The expression of 3,456 genes in 32 patients, 12 and 20 of whom had prognostically distinct anaplastic oligodendroglioma and glioblastoma, respectively, was measured by PCR array. Next to unsupervised methods, we did supervised analysis using a weighted voting algorithm to construct a diagnostic system discriminating anaplastic oligodendroglioma from glioblastoma. The diagnostic accuracy of this system was evaluated by leave-one-out cross-validation. The clinical utility was tested on a microarray-based data set of 50 malignant gliomas from a previous study.
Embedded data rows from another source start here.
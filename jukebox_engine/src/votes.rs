use std::cell::RefCell;
use std::collections::BTreeMap;
use std::rc::Rc;

use serde::Serialize;
use thiserror::Error;

/// Broadcast record pushed to observers after each accepted vote.
#[derive(Debug, Clone, PartialEq, Eq, Serialize)]
#[serde(tag = "kind", rename_all = "snake_case")]
pub enum VoteUpdate {
    Vote { song: String, votes: u32 },
}

#[derive(Debug, Error, PartialEq, Eq)]
pub enum VoteError {
    #[error("observer is not registered")]
    ObserverNotRegistered,
}

/// Receives tally updates. Implementations use interior mutability when
/// they need to record anything.
pub trait VoteObserver {
    fn update(&self, update: &VoteUpdate);
}

/// Tallies votes per song and pushes updates to registered observers in
/// registration order. One aggregator is built by the composition root and
/// shared by handle across every command that votes; counts only grow for
/// the life of the instance.
#[derive(Default)]
pub struct VoteAggregator {
    tallies: BTreeMap<String, u32>,
    observers: Vec<Rc<dyn VoteObserver>>,
}

impl VoteAggregator {
    pub fn new() -> Self {
        Self::default()
    }

    pub fn shared() -> Rc<RefCell<Self>> {
        Rc::new(RefCell::new(Self::new()))
    }

    /// Count one vote for `song` and notify every observer synchronously.
    /// Returns the new tally.
    pub fn cast_vote(&mut self, song: &str) -> u32 {
        let entry = self.tallies.entry(song.to_string()).or_insert(0);
        *entry += 1;
        let votes = *entry;

        let update = VoteUpdate::Vote {
            song: song.to_string(),
            votes,
        };
        for observer in &self.observers {
            observer.update(&update);
        }
        votes
    }

    /// Snapshot of the current tallies; mutating it cannot touch the
    /// aggregator's own state.
    pub fn tallies(&self) -> BTreeMap<String, u32> {
        self.tallies.clone()
    }

    pub fn add_observer(&mut self, observer: Rc<dyn VoteObserver>) {
        self.observers.push(observer);
    }

    #[allow(dead_code)]
    pub fn remove_observer(&mut self, observer: &Rc<dyn VoteObserver>) -> Result<(), VoteError> {
        let position = self
            .observers
            .iter()
            .position(|existing| Rc::ptr_eq(existing, observer))
            .ok_or(VoteError::ObserverNotRegistered)?;
        self.observers.remove(position);
        Ok(())
    }
}

/// Records every update it receives, for tests and JSON dumps.
#[derive(Clone, Default)]
pub struct RecordingVoteObserver {
    updates: Rc<RefCell<Vec<VoteUpdate>>>,
}

impl RecordingVoteObserver {
    pub fn new() -> Self {
        Self::default()
    }

    pub fn updates(&self) -> Vec<VoteUpdate> {
        self.updates.borrow().clone()
    }
}

impl VoteObserver for RecordingVoteObserver {
    fn update(&self, update: &VoteUpdate) {
        self.updates.borrow_mut().push(update.clone());
    }
}

/// Prints vote updates to the host console, the terminal's vote board.
pub struct ConsoleVoteObserver;

impl VoteObserver for ConsoleVoteObserver {
    fn update(&self, update: &VoteUpdate) {
        let VoteUpdate::Vote { song, votes } = update;
        println!("VOTE UPDATE: '{song}' now has {votes} votes!");
    }
}
use std::collections::BTreeMap;

use crate::menu::MenuHandle;

/// The host-side player handle this module needs: named state values and
/// the menu currently capturing the player's selections. The real host
/// owns richer player objects; this trait is the slice the terminal sees.
pub trait Viewer {
    fn name(&self) -> &str;
    fn state(&self, key: &str) -> Option<String>;
    fn set_state(&mut self, key: &str, value: String);
    fn active_menu(&self) -> Option<MenuHandle>;
    fn set_active_menu(&mut self, menu: MenuHandle);
}

/// In-process viewer used by the demo host and tests.
#[derive(Default)]
pub struct PlayerSession {
    name: String,
    states: BTreeMap<String, String>,
    active_menu: Option<MenuHandle>,
}

impl PlayerSession {
    pub fn new(name: impl Into<String>) -> Self {
        PlayerSession {
            name: name.into(),
            states: BTreeMap::new(),
            active_menu: None,
        }
    }
}

impl Viewer for PlayerSession {
    fn name(&self) -> &str {
        &self.name
    }

    fn state(&self, key: &str) -> Option<String> {
        self.states.get(key).cloned()
    }

    fn set_state(&mut self, key: &str, value: String) {
        self.states.insert(key.to_string(), value);
    }

    fn active_menu(&self) -> Option<MenuHandle> {
        self.active_menu.clone()
    }

    fn set_active_menu(&mut self, menu: MenuHandle) {
        self.active_menu = Some(menu);
    }
}
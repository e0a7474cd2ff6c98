use jukebox_formats::SongRecord;

/// Pluggable ordering over playlist records. Implementations are pure:
/// they return a reordered copy and never touch the backing table. All
/// three orderings are stable, so records sharing a key keep their
/// relative input order.
pub trait SortStrategy {
    fn sort(&self, songs: &[SongRecord]) -> Vec<SongRecord>;
}

/// Ascending lexicographic order on the genre field.
pub struct SortByGenre;

impl SortStrategy for SortByGenre {
    fn sort(&self, songs: &[SongRecord]) -> Vec<SongRecord> {
        let mut sorted = songs.to_vec();
        sorted.sort_by(|a, b| a.genre.cmp(&b.genre));
        sorted
    }
}

/// Descending numeric order on the popularity field.
pub struct SortByPopularity;

impl SortStrategy for SortByPopularity {
    fn sort(&self, songs: &[SongRecord]) -> Vec<SongRecord> {
        let mut sorted = songs.to_vec();
        sorted.sort_by(|a, b| b.popularity.cmp(&a.popularity));
        sorted
    }
}

/// Descending numeric order on the rating field. Ratings are validated as
/// finite at parse time, so the total order never sees a NaN.
pub struct SortByUserRating;

impl SortStrategy for SortByUserRating {
    fn sort(&self, songs: &[SongRecord]) -> Vec<SongRecord> {
        let mut sorted = songs.to_vec();
        sorted.sort_by(|a, b| b.rating.total_cmp(&a.rating));
        sorted
    }
}
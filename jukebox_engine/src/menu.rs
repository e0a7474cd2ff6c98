use std::cell::RefCell;
use std::rc::Rc;

use anyhow::Result;

use crate::commands::MenuCommand;
use crate::messages::Message;
use crate::session::Viewer;

/// Synthetic entry shown when options are hidden above the current page.
pub const SCROLL_UP_LABEL: &str = "Scroll Up";
/// Synthetic entry shown when options remain below the current page.
pub const SCROLL_DOWN_LABEL: &str = "Scroll Down";

pub const DEFAULT_PAGE_SIZE: usize = 5;

/// One selectable entry: a display label bound to the command it triggers.
/// Entry order defines pagination order.
#[derive(Clone)]
pub struct MenuOption {
    label: String,
    command: Rc<dyn MenuCommand>,
}

impl MenuOption {
    pub fn new(label: impl Into<String>, command: Rc<dyn MenuCommand>) -> Self {
        MenuOption {
            label: label.into(),
            command,
        }
    }

    pub fn label(&self) -> &str {
        &self.label
    }
}

struct MenuController {
    title: String,
    options: Vec<MenuOption>,
    scroll_index: usize,
    page_size: usize,
}

impl MenuController {
    fn bottom(&self) -> usize {
        self.options.len().saturating_sub(self.page_size)
    }
}

/// Shared handle to one terminal's menu. Commands keep clones so they can
/// reconfigure the menu they were selected from; viewers keep a clone as
/// their active menu so free-form selections route back here.
#[derive(Clone)]
pub struct MenuHandle(Rc<RefCell<MenuController>>);

impl MenuHandle {
    pub fn new(title: impl Into<String>, page_size: usize) -> Self {
        MenuHandle(Rc::new(RefCell::new(MenuController {
            title: title.into(),
            options: Vec::new(),
            scroll_index: 0,
            page_size: page_size.max(1),
        })))
    }

    /// Replace the whole option set and snap the scroll back to the top.
    pub fn set_options(&self, options: Vec<MenuOption>) {
        let mut inner = self.0.borrow_mut();
        inner.options = options;
        inner.scroll_index = 0;
    }

    /// Build the menu-display message for the current page and mark this
    /// menu as the viewer's active one.
    pub fn render(&self, viewer: &mut dyn Viewer) -> Message {
        viewer.set_active_menu(self.clone());

        let inner = self.0.borrow();
        let end = (inner.scroll_index + inner.page_size).min(inner.options.len());
        let mut entries: Vec<String> = inner.options[inner.scroll_index..end]
            .iter()
            .map(|option| option.label.clone())
            .collect();
        if inner.scroll_index > 0 {
            entries.insert(0, SCROLL_UP_LABEL.to_string());
        }
        if inner.scroll_index + inner.page_size < inner.options.len() {
            entries.push(SCROLL_DOWN_LABEL.to_string());
        }

        Message::MenuDisplay {
            recipient: viewer.name().to_string(),
            title: inner.title.clone(),
            entries,
        }
    }

    /// Route a selection: scroll markers move the page, bound labels
    /// dispatch to their command, anything else is ignored (the terminal
    /// answers unknown labels with silence).
    pub fn select(&self, viewer: &mut dyn Viewer, label: &str) -> Result<Vec<Message>> {
        if label == SCROLL_DOWN_LABEL {
            {
                let mut inner = self.0.borrow_mut();
                let bottom = inner.bottom();
                inner.scroll_index = (inner.scroll_index + inner.page_size).min(bottom);
            }
            return Ok(vec![self.render(viewer)]);
        }

        if label == SCROLL_UP_LABEL {
            {
                let mut inner = self.0.borrow_mut();
                inner.scroll_index = inner.scroll_index.saturating_sub(inner.page_size);
            }
            return Ok(vec![self.render(viewer)]);
        }

        let command = self
            .0
            .borrow()
            .options
            .iter()
            .find(|option| option.label == label)
            .map(|option| option.command.clone());

        match command {
            Some(command) => command.execute(viewer),
            None => Ok(Vec::new()),
        }
    }

    /// Whether two handles point at the same controller.
    pub fn same_menu(&self, other: &MenuHandle) -> bool {
        Rc::ptr_eq(&self.0, &other.0)
    }

    #[cfg(test)]
    pub(crate) fn scroll_index(&self) -> usize {
        self.0.borrow().scroll_index
    }
}

/// The captured main-menu option set commands restore when the player
/// navigates back. Filled in by the composition root after the commands
/// that reference it are built.
#[derive(Default)]
pub struct MainMenu {
    options: RefCell<Vec<MenuOption>>,
}

impl MainMenu {
    pub fn new() -> Self {
        Self::default()
    }

    pub fn install(&self, options: Vec<MenuOption>) {
        *self.options.borrow_mut() = options;
    }

    pub fn options(&self) -> Vec<MenuOption> {
        self.options.borrow().clone()
    }
}

#[cfg(test)]
mod tests {
    use super::*;
    use crate::session::PlayerSession;

    struct RecordingCommand {
        tag: &'static str,
        log: Rc<RefCell<Vec<String>>>,
    }

    impl MenuCommand for RecordingCommand {
        fn execute(&self, viewer: &mut dyn Viewer) -> Result<Vec<Message>> {
            self.log.borrow_mut().push(self.tag.to_string());
            Ok(vec![Message::server_text(viewer.name(), self.tag)])
        }
    }

    fn numbered_options(count: usize, log: &Rc<RefCell<Vec<String>>>) -> Vec<MenuOption> {
        (1..=count)
            .map(|index| {
                MenuOption::new(
                    format!("Song {index:02}"),
                    Rc::new(RecordingCommand {
                        tag: "selected",
                        log: log.clone(),
                    }) as Rc<dyn MenuCommand>,
                )
            })
            .collect()
    }

    fn entries(message: &Message) -> Vec<String> {
        match message {
            Message::MenuDisplay { entries, .. } => entries.clone(),
            other => panic!("expected menu display, got {other:?}"),
        }
    }

    #[test]
    fn scrolling_clamps_and_marks_pages() {
        let log = Rc::new(RefCell::new(Vec::new()));
        let menu = MenuHandle::new("Select an option", 5);
        menu.set_options(numbered_options(12, &log));
        let mut viewer = PlayerSession::new("player_one");

        let first = entries(&menu.render(&mut viewer));
        assert_eq!(
            first,
            vec![
                "Song 01", "Song 02", "Song 03", "Song 04", "Song 05", "Scroll Down"
            ]
        );

        let page = menu.select(&mut viewer, SCROLL_DOWN_LABEL).expect("scrolled");
        assert_eq!(menu.scroll_index(), 5);
        assert_eq!(
            entries(&page[0]),
            vec![
                "Scroll Up", "Song 06", "Song 07", "Song 08", "Song 09", "Song 10", "Scroll Down"
            ]
        );

        let page = menu.select(&mut viewer, SCROLL_DOWN_LABEL).expect("scrolled");
        assert_eq!(menu.scroll_index(), 7);
        assert_eq!(
            entries(&page[0]),
            vec!["Scroll Up", "Song 08", "Song 09", "Song 10", "Song 11", "Song 12"]
        );

        // Already clamped at the bottom; another scroll stays put.
        menu.select(&mut viewer, SCROLL_DOWN_LABEL).expect("scrolled");
        assert_eq!(menu.scroll_index(), 7);

        let page = menu.select(&mut viewer, SCROLL_UP_LABEL).expect("scrolled");
        assert_eq!(menu.scroll_index(), 2);
        assert_eq!(
            entries(&page[0]),
            vec![
                "Scroll Up", "Song 03", "Song 04", "Song 05", "Song 06", "Song 07", "Scroll Down"
            ]
        );

        menu.select(&mut viewer, SCROLL_UP_LABEL).expect("scrolled");
        assert_eq!(menu.scroll_index(), 0);
    }

    #[test]
    fn replacing_options_resets_scroll() {
        let log = Rc::new(RefCell::new(Vec::new()));
        let menu = MenuHandle::new("Select an option", 5);
        menu.set_options(numbered_options(12, &log));
        let mut viewer = PlayerSession::new("player_one");

        menu.select(&mut viewer, SCROLL_DOWN_LABEL).expect("scrolled");
        assert_eq!(menu.scroll_index(), 5);

        menu.set_options(numbered_options(3, &log));
        assert_eq!(menu.scroll_index(), 0);

        let page = entries(&menu.render(&mut viewer));
        assert_eq!(page, vec!["Song 01", "Song 02", "Song 03"]);
    }

    #[test]
    fn short_menu_shows_no_scroll_markers() {
        let log = Rc::new(RefCell::new(Vec::new()));
        let menu = MenuHandle::new("Select an option", 5);
        menu.set_options(numbered_options(5, &log));
        let mut viewer = PlayerSession::new("player_one");

        let page = entries(&menu.render(&mut viewer));
        assert_eq!(page.len(), 5);
        assert!(!page.contains(&SCROLL_UP_LABEL.to_string()));
        assert!(!page.contains(&SCROLL_DOWN_LABEL.to_string()));
    }

    #[test]
    fn selection_dispatches_to_bound_command() {
        let log = Rc::new(RefCell::new(Vec::new()));
        let menu = MenuHandle::new("Select an option", 5);
        menu.set_options(numbered_options(3, &log));
        let mut viewer = PlayerSession::new("player_one");

        let messages = menu.select(&mut viewer, "Song 02").expect("dispatched");
        assert_eq!(messages, vec![Message::server_text("player_one", "selected")]);
        assert_eq!(log.borrow().len(), 1);
    }

    #[test]
    fn unknown_label_is_silently_ignored() {
        let log = Rc::new(RefCell::new(Vec::new()));
        let menu = MenuHandle::new("Select an option", 5);
        menu.set_options(numbered_options(3, &log));
        let mut viewer = PlayerSession::new("player_one");

        let messages = menu.select(&mut viewer, "No Such Entry").expect("ignored");
        assert!(messages.is_empty());
        assert!(log.borrow().is_empty());
    }

    #[test]
    fn render_marks_viewer_active_menu() {
        let log = Rc::new(RefCell::new(Vec::new()));
        let menu = MenuHandle::new("Select an option", 5);
        menu.set_options(numbered_options(1, &log));
        let mut viewer = PlayerSession::new("player_one");

        menu.render(&mut viewer);
        let active = viewer.active_menu().expect("active menu");
        assert!(active.same_menu(&menu));
    }
}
Unsupervised analysis showed divergent global gene expression patterns between the two tumor classes. A supervised binary classification model showed 100% (95% confidence interval, 89.4-100%) diagnostic accuracy by leave-one-out cross-validation using 168 diagnostic genes. Applied to a gene expression data set from a previous study, our model correlated better with outcome than histologic diagnosis, and also displayed 96.6% (28 of 29) consistency with the molecular classification scheme used for these histologically controversial gliomas in the original article. Furthermore, we observed that histologically diagnosed glioblastoma samples that shared anaplastic oligodendroglioma molecular characteristics tended to be associated with longer survival.
Our molecular diagnostic system showed reproducible clinical utility and prognostic ability superior to traditional histopathologic diagnosis for malignant glioma.
当前基于形态学的胶质瘤分类方法不能充分反映胶质瘤复杂的生物学特性,从而限制了其预后判断能力。在本研究中,我们聚焦于间变性少突胶质细胞瘤和胶质母细胞瘤,这两种肿瘤通常具有不同的临床病程。我们的目标是构建一个基于基因表达谱的临床实用分子诊断系统。
通过PCR芯片检测了32例患者中3456个基因的表达情况,其中12例和20例分别患有预后不同的间变性少突胶质细胞瘤和胶质母细胞瘤。除了无监督方法外,我们还使用加权投票算法进行监督分析,以构建区分间变性少突胶质细胞瘤和胶质母细胞瘤的诊断系统。通过留一法交叉验证评估该系统的诊断准确性。在先前一项研究的基于微阵列的50例恶性胶质瘤数据集上测试其临床实用性。
无监督分析显示这两种肿瘤类别之间存在不同的整体基因表达模式。一个监督二元分类模型在使用168个诊断基因进行留一法交叉验证时显示出100%(95%置信区间,89.4 - 100%)的诊断准确性。应用于先前研究的基因表达数据集时,我们的模型与预后的相关性优于组织学诊断,并且与原始文章中用于这些组织学上有争议的胶质瘤的分子分类方案也显示出96.6%(29例中的28例)的一致性。此外,我们观察到具有间变性少突胶质细胞瘤分子特征的组织学诊断为胶质母细胞瘤的样本往往与更长的生存期相关。
我们的分子诊断系统显示出可重复的临床实用性和预后能力,优于恶性胶质瘤的传统组织病理学诊断。